Null Hypothesis (H0): The mean of temp_min in Hyderabad for May is less than or equal to 20°C.
Alternative Hypothesis (H1): The mean of temp_min in Hyderabad for May is greater than 20°C.
# Extracting the data for Hyderabad in May
hyderabad_may_data <- my_data %>%
filter(District == "Hyderabad", format(Date, "%Y-%m") == "2018-05")
# Performing one-sample t-test
t_test_result <- t.test(hyderabad_may_data$temp_min, mu = 20, alternative = "greater")
alpha <- 0.05
# Printing the results
cat("T-Test Results:\n")
## T-Test Results:
cat("p-value:", t_test_result$p.value, "\n")
## p-value: 7.456806e-306
cat("Mean temperature (temp_min) for Hyderabad in May:", mean(hyderabad_may_data$temp_min), "°C\n")
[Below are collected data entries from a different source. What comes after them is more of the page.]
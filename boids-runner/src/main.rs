//! Headless host for the flock engine.
//!
//! Loads a configuration (file or built-in preset), then ticks the flock at
//! the configured framerate until a tick limit is reached or Ctrl+C is
//! pressed. Rendering is left to other hosts; this one only logs.

use boids_config::{Config, ConfigError, ConfigLoader, Preset};
use boids_simulation::{Flock, SimulationError};
use clap::Parser;
use hdrhistogram::Histogram;
use log::{error, info, warn};
use std::path::PathBuf;
use std::process;
use std::sync::atomic::{AtomicBool, Ordering};
use std::sync::Arc;
use std::time::{Duration, Instant};
use thiserror::Error;

#[derive(Parser, Debug)]
#[command(author, version, about, long_about = None)]
struct Args {
    /// Path to a JSON or TOML simulation configuration file
    #[arg(short, long, conflicts_with = "preset")]
    config: Option<PathBuf>,

    /// Built-in setup to run when no config file is given
    #[arg(short, long, value_enum)]
    preset: Option<Preset>,

    /// Stop after this many ticks (0 runs until Ctrl+C)
    #[arg(short, long, default_value_t = 0)]
    ticks: u64,

    /// Override the RNG seed from the configuration
    #[arg(long)]
    seed: Option<u64>,

    /// Tick as fast as possible instead of at the configured framerate
    #[arg(long)]
    no_pacing: bool,
}

#[derive(Error, Debug)]
enum RunnerError {
    #[error(transparent)]
    Config(#[from] ConfigError),

    #[error(transparent)]
    Simulation(#[from] SimulationError),

    #[error("Failed to install Ctrl+C handler: {0}")]
    Signal(#[from] ctrlc::Error),

    #[error("Failed to create tick histogram: {0}")]
    Histogram(#[from] hdrhistogram::CreationError),
}

fn main() {
    env_logger::Builder::from_env(env_logger::Env::default().default_filter_or("info")).init();

    let args = Args::parse();
    if let Err(e) = run(&args) {
        error!("{}", e);
        process::exit(1);
    }
}

fn run(args: &Args) -> Result<(), RunnerError> {
    let config = load_config(args)?;
    let mut flock = Flock::new(&config.simulation)?;

    let running = Arc::new(AtomicBool::new(true));
    {
        let running = Arc::clone(&running);
        ctrlc::set_handler(move || running.store(false, Ordering::SeqCst))?;
    }

    let framerate = config.runner.framerate;
    let log_every = config.runner.log_every;
    let frame_duration = Duration::from_secs_f64(1.0 / framerate as f64);
    // Tick durations in microseconds
    let mut tick_times = Histogram::<u64>::new(3)?;

    if args.no_pacing {
        info!("Running simulation unpaced...");
    } else {
        info!("Running simulation at {} FPS...", framerate);
    }

    while running.load(Ordering::SeqCst) && (args.ticks == 0 || flock.tick_count() < args.ticks) {
        let frame_start = Instant::now();

        let summary = flock.tick();

        let elapsed = frame_start.elapsed();
        tick_times.saturating_record(elapsed.as_micros() as u64);

        if log_every > 0 && summary.tick % log_every == 0 {
            info!(
                "tick {}: {} fleeing, {} pursuing, mean prey speed {:.2}",
                summary.tick, summary.fleeing, summary.pursuing, summary.mean_prey_speed
            );
            flock.log_state();
        }

        if args.no_pacing {
            continue;
        }
        if elapsed < frame_duration {
            spin_sleep::sleep(frame_duration - elapsed);
        } else if framerate > 10 {
            // Only show warning if target framerate is high enough to matter
            warn!("Tick time exceeded budget: {:?} > {:?}", elapsed, frame_duration);
        }
    }

    info!("Stopped after {} ticks", flock.tick_count());
    if !tick_times.is_empty() {
        info!(
            "Tick time (us): mean {:.1}, p50 {}, p99 {}, max {}",
            tick_times.mean(),
            tick_times.value_at_quantile(0.5),
            tick_times.value_at_quantile(0.99),
            tick_times.max()
        );
    }

    Ok(())
}

fn load_config(args: &Args) -> Result<Config, ConfigError> {
    let mut config = match &args.config {
        Some(path) => {
            info!("Using configuration from {}", path.display());
            ConfigLoader::from_file(path)?
        }
        None => {
            let preset = args.preset.unwrap_or(Preset::Classic);
            info!("Using the {:?} preset", preset);
            preset.config()
        }
    };

    if let Some(seed) = args.seed {
        config.simulation.seed = Some(seed);
    }

    ConfigLoader::validate(&config)?;
    Ok(config)
}
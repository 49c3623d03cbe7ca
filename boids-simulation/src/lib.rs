//! Flocking engine: neighbour discovery, steering behaviours, integration and
//! the per-tick orchestration that ties them together.

pub mod flock;
pub mod integrator;
pub mod neighbors;
pub mod spatial;
pub mod steering;

use boids_config::ConfigError;
use thiserror::Error;

pub use flock::{AgentView, Flock, TickSummary};
pub use integrator::{advance, integrate};
pub use neighbors::{GroupFilter, NeighborQuery};
pub use spatial::SpatialGrid;
pub use steering::{alignment, chase, cohesion, flee, nearest, pursuit, select_target, separation, Steering, SteeringRules};

#[derive(Error, Debug)]
pub enum SimulationError {
    #[error(transparent)]
    Config(#[from] ConfigError),

    #[error("Cannot spawn a predator while predator_mode is off")]
    PredatorModeDisabled,
}
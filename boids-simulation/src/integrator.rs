//! Explicit Euler step with a fixed unit timestep.

use boids_core::{clamp_magnitude, Agent, Vec2, WorldBounds};

/// Applies the accumulated acceleration, caps speed, moves the agent and
/// clears the accumulator.
#[inline]
pub fn integrate(agent: &mut Agent) {
    agent.velocity = clamp_magnitude(agent.velocity + agent.acceleration, agent.max_speed());
    agent.position += agent.velocity;
    agent.acceleration = Vec2::ZERO;
}

/// One full movement step for a single agent: force, integration, wrap.
#[inline]
pub fn advance(agent: &mut Agent, force: Vec2, bounds: &WorldBounds) {
    agent.apply_force(force);
    integrate(agent);
    agent.position = bounds.wrap(agent.position);
}

#[cfg(test)]
mod tests {
    use super::*;
    use boids_core::{MotionLimits, Role};

    fn agent(velocity: Vec2) -> Agent {
        Agent::new(Role::Prey, None, Vec2::new(10.0, 10.0), velocity, MotionLimits::new(3.0, 0.05))
    }

    #[test]
    fn integrate_moves_and_resets_acceleration() {
        let mut a = agent(Vec2::new(1.0, 0.0));
        a.apply_force(Vec2::new(0.0, 0.5));
        integrate(&mut a);

        assert_eq!(a.velocity, Vec2::new(1.0, 0.5));
        assert_eq!(a.position, Vec2::new(11.0, 10.5));
        assert_eq!(a.acceleration, Vec2::ZERO);
    }

    #[test]
    fn integrate_caps_speed() {
        let mut a = agent(Vec2::new(2.9, 0.0));
        a.apply_force(Vec2::new(1.0, 0.0));
        integrate(&mut a);

        assert!((a.velocity.length() - 3.0).abs() < 1e-6);
        assert!((a.position.x - 13.0).abs() < 1e-5);
    }

    #[test]
    fn inertia_without_force() {
        let mut a = agent(Vec2::new(0.5, -0.25));
        for _ in 0..4 {
            integrate(&mut a);
        }
        assert_eq!(a.velocity, Vec2::new(0.5, -0.25));
        assert_eq!(a.position, Vec2::new(12.0, 9.0));
    }

    #[test]
    fn advance_wraps_after_moving() {
        let bounds = WorldBounds::new(12.0, 100.0);
        let mut a = agent(Vec2::new(2.5, 0.0));
        advance(&mut a, Vec2::ZERO, &bounds);
        assert_eq!(a.position, Vec2::new(0.0, 10.0));
    }
}
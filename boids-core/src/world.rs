use glam::Vec2;
use rand::Rng;
use serde::{Deserialize, Serialize};

/// Dimensions of the toroidal world. Valid positions live in
/// `[0, width) × [0, height)`.
#[derive(Debug, Clone, Copy, PartialEq, Serialize, Deserialize)]
pub struct WorldBounds {
    pub width: f32,
    pub height: f32,
}

impl WorldBounds {
    pub fn new(width: f32, height: f32) -> Self {
        WorldBounds { width, height }
    }

    /// Checks whether `position` is inside the half-open world rectangle.
    #[inline]
    pub fn contains(&self, position: Vec2) -> bool {
        position.x >= 0.0 && position.x < self.width && position.y >= 0.0 && position.y < self.height
    }

    /// Snaps a position that left the world onto the opposite edge.
    ///
    /// Each axis is handled on its own. This is a teleport, not a modulo: an
    /// agent that overshoots by several units still lands exactly on the edge.
    #[inline]
    pub fn wrap(&self, position: Vec2) -> Vec2 {
        Vec2::new(
            wrap_axis(position.x, self.width),
            wrap_axis(position.y, self.height),
        )
    }

    /// Uniformly samples a point inside the world.
    pub fn sample_position<R: Rng + ?Sized>(&self, rng: &mut R) -> Vec2 {
        Vec2::new(rng.gen_range(0.0..self.width), rng.gen_range(0.0..self.height))
    }
}

#[inline]
fn wrap_axis(coordinate: f32, extent: f32) -> f32 {
    if coordinate < 0.0 {
        far_edge(extent)
    } else if coordinate >= extent {
        0.0
    } else {
        coordinate
    }
}

/// Largest `f32` strictly below `extent` (which must be positive and finite).
#[inline]
fn far_edge(extent: f32) -> f32 {
    f32::from_bits(extent.to_bits() - 1)
}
## Mean temperature (temp_min) for Hyderabad in May: 27.7259 °C
# Checking if the p-value is less than the significance level
if (t_test_result$p.value < alpha) {
cat("Result: Reject the null hypothesis. There is enough evidence to suggest that the mean temp_min in Hyderabad for May is greater than 20°C.\n")
} else {
cat("Result: Fail to reject the null hypothesis. There is not enough evidence to suggest that the mean temp_min in Hyderabad for May is greater than 20°C.\n")
}
## Result: Reject the null hypothesis. There is enough evidence to suggest that the mean temp_min in Hyderabad for May is greater than 20°C.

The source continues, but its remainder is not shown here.